*** Opening Information shown ***

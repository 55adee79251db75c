//! End-to-end test suite for constviz-core over temporary project trees.

use crate::*;
use std::fs;
use std::path::{Path, PathBuf};
use std::sync::atomic::{AtomicU64, Ordering};

static TEST_COUNTER: AtomicU64 = AtomicU64::new(0);

fn write_file(file: &Path, content: &str) {
    fs::create_dir_all(file.parent().unwrap()).unwrap();
    fs::write(file, content).unwrap();
}

fn setup_temp_project() -> PathBuf {
    let id = TEST_COUNTER.fetch_add(1, Ordering::SeqCst);
    let timestamp = std::time::SystemTime::now()
        .duration_since(std::time::UNIX_EPOCH)
        .unwrap()
        .as_nanos();
    let dir = std::env::temp_dir()
        .join("constviz_tests")
        .join(format!("{}_{}", timestamp, id));

    if dir.exists() {
        fs::remove_dir_all(&dir).ok();
    }
    fs::create_dir_all(&dir).unwrap();
    dir
}

fn id_of(root: &Path, rel: &str) -> String {
    root.join(rel).to_string_lossy().to_string()
}

const LIMITS_CS: &str = r#"namespace Acme.Core
{
    public static class Limits
    {
        public const int MaxItems = 100;
        public const string Name = nameof(Name);
    }
}
"#;

const SETTINGS_VB: &str = r#"Namespace Acme.Legacy
    Public Module Settings
        Public Const Timeout As Integer = 30
    End Module
End Namespace
"#;

// Core Test 1: mixed-language project with default configuration
#[test]
fn test_default_config_indexes_csharp_only() {
    let root = setup_temp_project();
    write_file(&root.join("src/Limits.cs"), LIMITS_CS);
    write_file(&root.join("src/Settings.vb"), SETTINGS_VB);

    let project = Constviz::new(&root).index().unwrap();
    assert_eq!(project.files.len(), 2);
    assert_eq!(project.summary.indexed_units, 1);
    assert_eq!(project.summary.skipped_units, 1);
    assert_eq!(
        project.index.resolve("MaxItems", "Limits", "Program.cs"),
        Some("100")
    );
    assert_eq!(project.index.resolve("Name", "", "Program.cs"), Some("Name"));
    assert_eq!(project.index.resolve("Timeout", "", "Program.cs"), None);

    fs::remove_dir_all(&root).ok();
}

// Core Test 2: configuration file enables Visual Basic
#[test]
fn test_config_file_enables_visual_basic() {
    let root = setup_temp_project();
    write_file(&root.join("src/Limits.cs"), LIMITS_CS);
    write_file(&root.join("src/Settings.vb"), SETTINGS_VB);
    write_file(
        &root.join(config::CONFIG_FILE_NAME),
        "[languages]\nvisual_basic = true\n",
    );

    let project = Constviz::new(&root).index().unwrap();
    assert_eq!(project.summary.indexed_units, 2);
    assert_eq!(
        project.index.resolve("Timeout", "Settings", "Form1.vb"),
        Some("30")
    );
    assert_eq!(
        project.index.resolve("Timeout", "Acme.Legacy.Settings", "Form1.vb"),
        Some("30")
    );
    assert_eq!(project.index.resolve("Timeout", "Legacy", "Form1.vb"), None);

    fs::remove_dir_all(&root).ok();
}

// Core Test 3: builder overrides beat the file
#[test]
fn test_builder_overrides_config_file() {
    let root = setup_temp_project();
    write_file(&root.join("Limits.cs"), LIMITS_CS);
    write_file(&root.join("Settings.vb"), SETTINGS_VB);
    write_file(
        &root.join(config::CONFIG_FILE_NAME),
        "[languages]\nvisual_basic = true\n",
    );

    let project = Constviz::new(&root).csharp(false).visual_basic(false).index().unwrap();
    assert!(project.index.is_ready());
    assert!(project.index.is_empty());

    fs::remove_dir_all(&root).ok();
}

// Core Test 4: the current unit shadows other units
#[test]
fn test_current_source_takes_priority() {
    let root = setup_temp_project();
    write_file(&root.join("a/First.cs"), "class Conf { const int Port = 80; }");
    write_file(&root.join("b/Second.cs"), "class Conf { const int Port = 8080; }");

    let project = Constviz::new(&root).index().unwrap();
    let first = id_of(&root, "a/First.cs");
    let second = id_of(&root, "b/Second.cs");

    assert_eq!(project.index.resolve("Port", "", &second), Some("8080"));
    assert_eq!(project.index.resolve("Port", "", &first), Some("80"));
    // Elsewhere, the first unit in scan order wins.
    assert_eq!(project.index.resolve("Port", "Conf", "Other.cs"), Some("80"));

    fs::remove_dir_all(&root).ok();
}

// Core Test 5: one broken file does not stop the rest
#[test]
fn test_broken_unit_is_isolated() {
    let root = setup_temp_project();
    write_file(&root.join("Good.cs"), "class G { const int Ok = 1; }");
    write_file(&root.join("Broken.cs"), "class B { const string S = \"open; }");

    let project = Constviz::new(&root).index().unwrap();
    assert!(project.index.is_ready());
    assert_eq!(project.summary.failed_units.len(), 1);
    assert!(project.summary.failed_units[0].0.ends_with("Broken.cs"));
    assert_eq!(project.index.resolve("Ok", "", "x.cs"), Some("1"));

    fs::remove_dir_all(&root).ok();
}

// Core Test 6: generated files and build output are ignored
#[test]
fn test_generated_and_build_output_ignored() {
    let root = setup_temp_project();
    write_file(&root.join("Form1.cs"), "class Form1 { const int Real = 1; }");
    write_file(&root.join("Form1.Designer.cs"), "class Form1 { const int Designer = 2; }");
    write_file(&root.join("obj/Debug/App.cs"), "class App { const int Obj = 3; }");
    write_file(&root.join("bin/Out.cs"), "class Out { const int Bin = 4; }");

    let project = Constviz::new(&root).index().unwrap();
    assert_eq!(project.files.len(), 2);
    assert_eq!(project.summary.skipped_units, 1);
    let names: Vec<_> = project.index.records().map(|r| r.identifier.as_str()).collect();
    assert_eq!(names, vec!["Real"]);

    fs::remove_dir_all(&root).ok();
}

// Core Test 7: editing a file updates only that unit
#[test]
fn test_incremental_update_after_edit() {
    let root = setup_temp_project();
    let path = root.join("Limits.cs");
    write_file(&path, LIMITS_CS);
    write_file(&root.join("Other.cs"), "class O { const int Keep = 7; }");

    let ProjectIndex {
        mut index, config, ..
    } = Constviz::new(&root).index().unwrap();

    // Same content again: fingerprint hit.
    let unit = load_unit(&path).unwrap().unwrap();
    assert_eq!(index.update_unit_text(&unit, &config).unwrap(), UnitOutcome::Unchanged);

    write_file(&path, &LIMITS_CS.replace("100", "250"));
    let unit = load_unit(&path).unwrap().unwrap();
    assert_eq!(index.update_unit_text(&unit, &config).unwrap(), UnitOutcome::Updated(2));
    assert_eq!(index.resolve("MaxItems", "", "x.cs"), Some("250"));
    assert_eq!(index.resolve("Keep", "", "x.cs"), Some("7"));

    // A broken edit keeps the last good records.
    write_file(&path, "class Limits { const int MaxItems = \"bad; }");
    let unit = load_unit(&path).unwrap().unwrap();
    assert!(index.update_unit_text(&unit, &config).is_err());
    assert_eq!(index.resolve("MaxItems", "", "x.cs"), Some("250"));

    assert!(index.remove_unit(&unit.id));
    assert_eq!(index.resolve("MaxItems", "", "x.cs"), None);

    fs::remove_dir_all(&root).ok();
}

// Core Test 8: annotate lines of a file against the project index
#[test]
fn test_annotate_project_lines() {
    let root = setup_temp_project();
    write_file(&root.join("Limits.cs"), LIMITS_CS);
    let program = root.join("Program.cs");
    write_file(
        &program,
        "class Program\n{\n    int size = Limits.MaxItems * 2;\n    string s = \"MaxItems\";\n}\n",
    );

    let project = Constviz::new(&root).index().unwrap();
    let source = program.to_string_lossy().to_string();
    let text = fs::read_to_string(&program).unwrap();
    let annotator = LineAnnotator::new(&project.index);

    let found: Vec<(usize, Vec<LineAnnotation>)> = text
        .lines()
        .enumerate()
        .map(|(i, line)| (i + 1, annotator.annotate(line, &source)))
        .filter(|(_, a)| !a.is_empty())
        .collect();

    assert_eq!(found.len(), 1);
    assert_eq!(found[0].0, 3);
    assert_eq!(found[0].1[0].identifier, "MaxItems");
    assert_eq!(found[0].1[0].display, "100");
    assert_eq!(found[0].1[0].offset, "    int size = Limits.".len());

    fs::remove_dir_all(&root).ok();
}

// Extended Test 1: stepped rebuild interleaved with reads
#[test]
fn test_stepped_rebuild_allows_reads_between_units() {
    let root = setup_temp_project();
    for i in 0..5 {
        write_file(
            &root.join(format!("U{i}.cs")),
            &format!("class U{i} {{ const int V{i} = {i}; }}"),
        );
    }
    let files = gather_source_files(&root, &[]).unwrap();
    let units = load_units(&files);

    let mut index = ConstantIndex::new();
    let config = ConstvizConfig::default();
    let mut job = index.begin_rebuild(units, &config).unwrap();
    assert!(matches!(
        index.begin_rebuild(Vec::new(), &config),
        Err(ConstvizError::RebuildInFlight)
    ));

    let mut steps = 0;
    loop {
        match job.step(&mut index) {
            RebuildStep::Processed { .. } => {
                steps += 1;
                assert_eq!(index.len(), steps);
                assert_eq!(index.resolve("V0", "", "x.cs"), None);
            }
            RebuildStep::Finished(summary) => {
                assert_eq!(summary.records, 5);
                break;
            }
            RebuildStep::Cancelled => panic!("rebuild cancelled"),
        }
    }
    assert_eq!(steps, 5);
    assert_eq!(index.resolve("V4", "U4", "x.cs"), Some("4"));

    fs::remove_dir_all(&root).ok();
}

// Extended Test 2: many files indexed in parallel stay deterministic
#[test]
fn test_parallel_scan_is_deterministic() {
    let root = setup_temp_project();
    for i in 0..60 {
        write_file(
            &root.join(format!("dir{}/File{:02}.cs", i % 6, i)),
            &format!("namespace N{i} {{ class C {{ const int Id = {i}; }} }}"),
        );
    }

    let a = Constviz::new(&root).index().unwrap();
    let b = Constviz::new(&root).index().unwrap();
    let first: Vec<_> = a.index.records().cloned().collect();
    let second: Vec<_> = b.index.records().cloned().collect();
    assert_eq!(first.len(), 60);
    assert_eq!(first, second);
    assert_eq!(a.index.resolve("Id", "N42.C", "x.cs"), Some("42"));

    fs::remove_dir_all(&root).ok();
}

*** Closing Information shown ***

Copy each line holding the word "identifier" from the listing above.

    let names: Vec<_> = project.index.records().map(|r| r.identifier.as_str()).collect();
    assert_eq!(found[0].1[0].identifier, "MaxItems");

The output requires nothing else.